START Data for processing
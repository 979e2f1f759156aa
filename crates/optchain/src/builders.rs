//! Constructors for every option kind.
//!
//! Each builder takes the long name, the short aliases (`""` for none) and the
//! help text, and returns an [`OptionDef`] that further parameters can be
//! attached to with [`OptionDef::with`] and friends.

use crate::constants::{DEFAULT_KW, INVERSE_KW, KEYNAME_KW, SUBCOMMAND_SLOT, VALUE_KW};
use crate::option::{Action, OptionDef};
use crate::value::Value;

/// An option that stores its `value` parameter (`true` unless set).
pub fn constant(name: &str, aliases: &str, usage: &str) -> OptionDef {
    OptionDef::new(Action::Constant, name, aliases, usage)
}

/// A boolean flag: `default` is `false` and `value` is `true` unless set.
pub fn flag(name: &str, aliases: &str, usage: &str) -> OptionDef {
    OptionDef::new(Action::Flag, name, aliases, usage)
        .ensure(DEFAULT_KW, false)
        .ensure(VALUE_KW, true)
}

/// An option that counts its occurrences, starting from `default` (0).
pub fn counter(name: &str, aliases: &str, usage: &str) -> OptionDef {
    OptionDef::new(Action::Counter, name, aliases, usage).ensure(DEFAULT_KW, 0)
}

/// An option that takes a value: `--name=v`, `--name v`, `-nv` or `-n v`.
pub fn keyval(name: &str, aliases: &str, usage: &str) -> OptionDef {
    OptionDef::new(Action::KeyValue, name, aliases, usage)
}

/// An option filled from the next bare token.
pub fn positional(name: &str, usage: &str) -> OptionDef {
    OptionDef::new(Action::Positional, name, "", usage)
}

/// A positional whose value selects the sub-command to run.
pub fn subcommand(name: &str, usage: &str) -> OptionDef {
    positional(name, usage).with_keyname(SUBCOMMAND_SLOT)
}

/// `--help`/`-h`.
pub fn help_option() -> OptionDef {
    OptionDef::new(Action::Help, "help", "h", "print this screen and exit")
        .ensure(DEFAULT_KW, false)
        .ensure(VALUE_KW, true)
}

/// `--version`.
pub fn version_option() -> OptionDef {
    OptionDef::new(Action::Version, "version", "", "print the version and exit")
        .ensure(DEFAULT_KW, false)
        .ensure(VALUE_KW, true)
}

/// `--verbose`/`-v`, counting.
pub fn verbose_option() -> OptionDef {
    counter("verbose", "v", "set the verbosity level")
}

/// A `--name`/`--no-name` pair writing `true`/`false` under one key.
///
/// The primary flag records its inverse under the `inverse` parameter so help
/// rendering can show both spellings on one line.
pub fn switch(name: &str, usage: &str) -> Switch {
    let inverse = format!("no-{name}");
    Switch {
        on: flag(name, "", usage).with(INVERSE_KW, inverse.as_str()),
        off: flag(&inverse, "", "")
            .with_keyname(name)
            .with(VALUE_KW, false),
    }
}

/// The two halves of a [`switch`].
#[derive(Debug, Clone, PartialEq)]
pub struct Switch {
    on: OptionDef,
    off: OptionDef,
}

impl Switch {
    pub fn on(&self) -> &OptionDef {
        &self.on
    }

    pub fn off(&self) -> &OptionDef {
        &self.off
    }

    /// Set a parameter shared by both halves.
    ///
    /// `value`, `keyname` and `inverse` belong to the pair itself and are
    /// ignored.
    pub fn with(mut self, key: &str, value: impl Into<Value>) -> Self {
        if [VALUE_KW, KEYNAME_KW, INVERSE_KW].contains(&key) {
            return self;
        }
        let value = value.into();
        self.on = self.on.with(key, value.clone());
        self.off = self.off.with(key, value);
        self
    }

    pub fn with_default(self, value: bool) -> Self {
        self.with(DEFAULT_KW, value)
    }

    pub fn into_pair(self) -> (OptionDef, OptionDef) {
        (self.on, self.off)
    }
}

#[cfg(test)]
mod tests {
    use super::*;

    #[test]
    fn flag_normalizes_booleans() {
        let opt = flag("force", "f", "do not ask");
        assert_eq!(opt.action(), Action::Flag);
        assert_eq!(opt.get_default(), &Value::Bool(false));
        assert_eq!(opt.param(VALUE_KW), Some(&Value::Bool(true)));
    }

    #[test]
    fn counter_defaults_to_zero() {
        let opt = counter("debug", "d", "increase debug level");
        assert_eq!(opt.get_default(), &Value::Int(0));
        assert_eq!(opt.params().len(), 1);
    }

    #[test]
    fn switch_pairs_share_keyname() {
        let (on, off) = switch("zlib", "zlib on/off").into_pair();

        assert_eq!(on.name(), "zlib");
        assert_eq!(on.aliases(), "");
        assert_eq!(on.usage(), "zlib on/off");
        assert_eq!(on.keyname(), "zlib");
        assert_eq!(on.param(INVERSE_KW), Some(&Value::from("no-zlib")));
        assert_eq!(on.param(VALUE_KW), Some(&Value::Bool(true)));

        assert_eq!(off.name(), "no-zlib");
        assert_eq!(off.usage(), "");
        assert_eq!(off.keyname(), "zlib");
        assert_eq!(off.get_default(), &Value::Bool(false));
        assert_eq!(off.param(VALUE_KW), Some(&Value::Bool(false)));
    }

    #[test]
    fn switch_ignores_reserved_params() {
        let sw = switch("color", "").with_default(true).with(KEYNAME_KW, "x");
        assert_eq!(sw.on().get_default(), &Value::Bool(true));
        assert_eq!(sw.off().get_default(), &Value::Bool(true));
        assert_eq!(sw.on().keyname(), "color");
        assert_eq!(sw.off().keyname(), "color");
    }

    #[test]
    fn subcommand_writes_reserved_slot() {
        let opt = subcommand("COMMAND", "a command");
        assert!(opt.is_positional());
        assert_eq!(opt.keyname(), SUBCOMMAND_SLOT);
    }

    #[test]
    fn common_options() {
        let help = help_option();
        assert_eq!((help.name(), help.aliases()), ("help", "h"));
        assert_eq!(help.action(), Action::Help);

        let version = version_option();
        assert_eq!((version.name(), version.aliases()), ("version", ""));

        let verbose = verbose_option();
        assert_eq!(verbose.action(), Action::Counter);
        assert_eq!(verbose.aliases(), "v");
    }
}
END Data for processing
START Data for processing
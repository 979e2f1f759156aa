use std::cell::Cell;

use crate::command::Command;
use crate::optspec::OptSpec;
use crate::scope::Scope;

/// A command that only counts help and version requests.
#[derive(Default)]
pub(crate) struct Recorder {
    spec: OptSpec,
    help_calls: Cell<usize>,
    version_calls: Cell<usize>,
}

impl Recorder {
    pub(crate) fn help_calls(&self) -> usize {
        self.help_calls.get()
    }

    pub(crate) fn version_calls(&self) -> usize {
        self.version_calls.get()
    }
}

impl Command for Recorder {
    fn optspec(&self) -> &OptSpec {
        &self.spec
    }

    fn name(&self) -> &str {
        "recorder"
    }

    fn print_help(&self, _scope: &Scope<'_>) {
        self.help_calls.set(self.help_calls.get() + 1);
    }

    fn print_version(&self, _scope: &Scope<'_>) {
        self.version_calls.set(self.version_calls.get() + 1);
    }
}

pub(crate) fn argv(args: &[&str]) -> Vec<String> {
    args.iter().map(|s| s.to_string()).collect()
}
END Data for processing
▶ _What is needed_:
Find "halves" in the data above. Report each line where it appears.

▶ _Solution below_:
/// The two halves of a [`switch`].
    /// Set a parameter shared by both halves.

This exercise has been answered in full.